Kent, claiming that his privileges as an MHA had been violated, complained to his fellow members. They voted to arrest Kielley, and to bring him before the Bar of the House, where he would face Carson, by now the Speaker, and the other members. Thomas Beck, the Sergeant of the House, duly arrested Kielley, and brought him before the House. He remained in custody for several days, having twice refused to apologize for his remarks.
Kielley then petitioned the Newfoundland Supreme Court for a writ of habeas corpus, the age-old remedy (dating back to Magna Carta, in 1215), developed by the British courts to protect a person arrested without just cause. Judge George Lilly of Newfoundland’s Supreme Court, heard the case, declared that the House had no right to arrest him, and ordered him freed.
Members then lost their heads, figuratively but not literally. They ordered that the Judge be arrested, that Kielley be re-arrested, and that for good measure the sheriff, Garrett, be arrested as well. Lilly was dragged from the court house to the Assembly chamber and Garrett, too, was taken into custody. But Beck couldn’t find Kielley, who had hidden himself in a house in St. John’s.

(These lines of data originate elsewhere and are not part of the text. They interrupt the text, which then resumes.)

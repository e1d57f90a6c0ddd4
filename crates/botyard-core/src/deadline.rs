//! Bounded waits on external collaborators.

use std::future::Future;
use std::time::Duration;

use crate::error::BotError;

/// Await `fut`, failing with [`BotError::Timeout`] if it takes longer than
/// `after`.
///
/// The future is dropped on timeout, so callers must not have advanced any
/// state in anticipation of its result.
pub async fn within<F>(after: Duration, operation: &str, fut: F) -> Result<F::Output, BotError>
where
    F: Future,
{
    tokio::time::timeout(after, fut)
        .await
        .map_err(|_| BotError::Timeout {
            operation: operation.to_owned(),
            after,
        })
}

#[cfg(test)]
mod tests {
    use super::*;

    #[tokio::test]
    async fn passes_through_fast_results() {
        let out = within(Duration::from_secs(1), "noop", async { 7 }).await;
        assert_eq!(out, Ok(7));
    }

    #[tokio::test(start_paused = true)]
    async fn times_out_slow_futures() {
        let out = within(
            Duration::from_millis(50),
            "registry list",
            tokio::time::sleep(Duration::from_secs(60)),
        )
        .await;
        match out {
            Err(BotError::Timeout { operation, after }) => {
                assert_eq!(operation, "registry list");
                assert_eq!(after, Duration::from_millis(50));
            }
            other => panic!("expected timeout, got {other:?}"),
        }
    }
}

The governor (Sir Henry Prescott, who had succeeded Cochrane in 1834) had had enough. He prorogued the House of Assembly on his own initiative. The judge and the sheriff were released, and Kielley was able to emerge from his hiding place.
Kielley, not the least bit cowed by either Carson and Kent or the entire House of Assembly, promptly sued the two men, alleging “assault, battery and false imprisonment.” Two of the three Newfoundland Supreme Court Judges dismissed his lawsuit, while Lilly held that it should be allowed. Kielley appealed to the Privy Council in London, the highest court in the Empire.
Eleven of England’s most senior judges, led by the Lord Chancellor, heard the appeal during a three-day hearing in January 1841. Sixteen months later, in May 1842, they agreed unanimously that the House had no right to arrest Kielley or the other two.
In doing so, they put Newfoundland’s House of Assembly in its place: “ They are a local legislature, with every power reasonably necessary for the proper exercise of their functions and duties, but they have not what they have erroneously supposed themselves to possess — the same exclusive privileges which the ancient Law of England has annexed to the Houses of Parliament.”
A colonial legislature was just that — a colonial legislature. And Newfoundland’s House of Assembly was one.
By then, however, the British government had already tried to resolve Newfoundland’s political difficulties by abolishing the 1832 constitutional arrangements and replacing them with an “amalgamated” legislature, in which elected and appointed members sat together. But that arrangement, too, failed, and was eventually replaced in 1855 by Responsible Government, which lasted until the coming of the Commission of Government in 1934.
Kent, the man who had touched off the row, became the second prime minister of Newfoundland in 1858.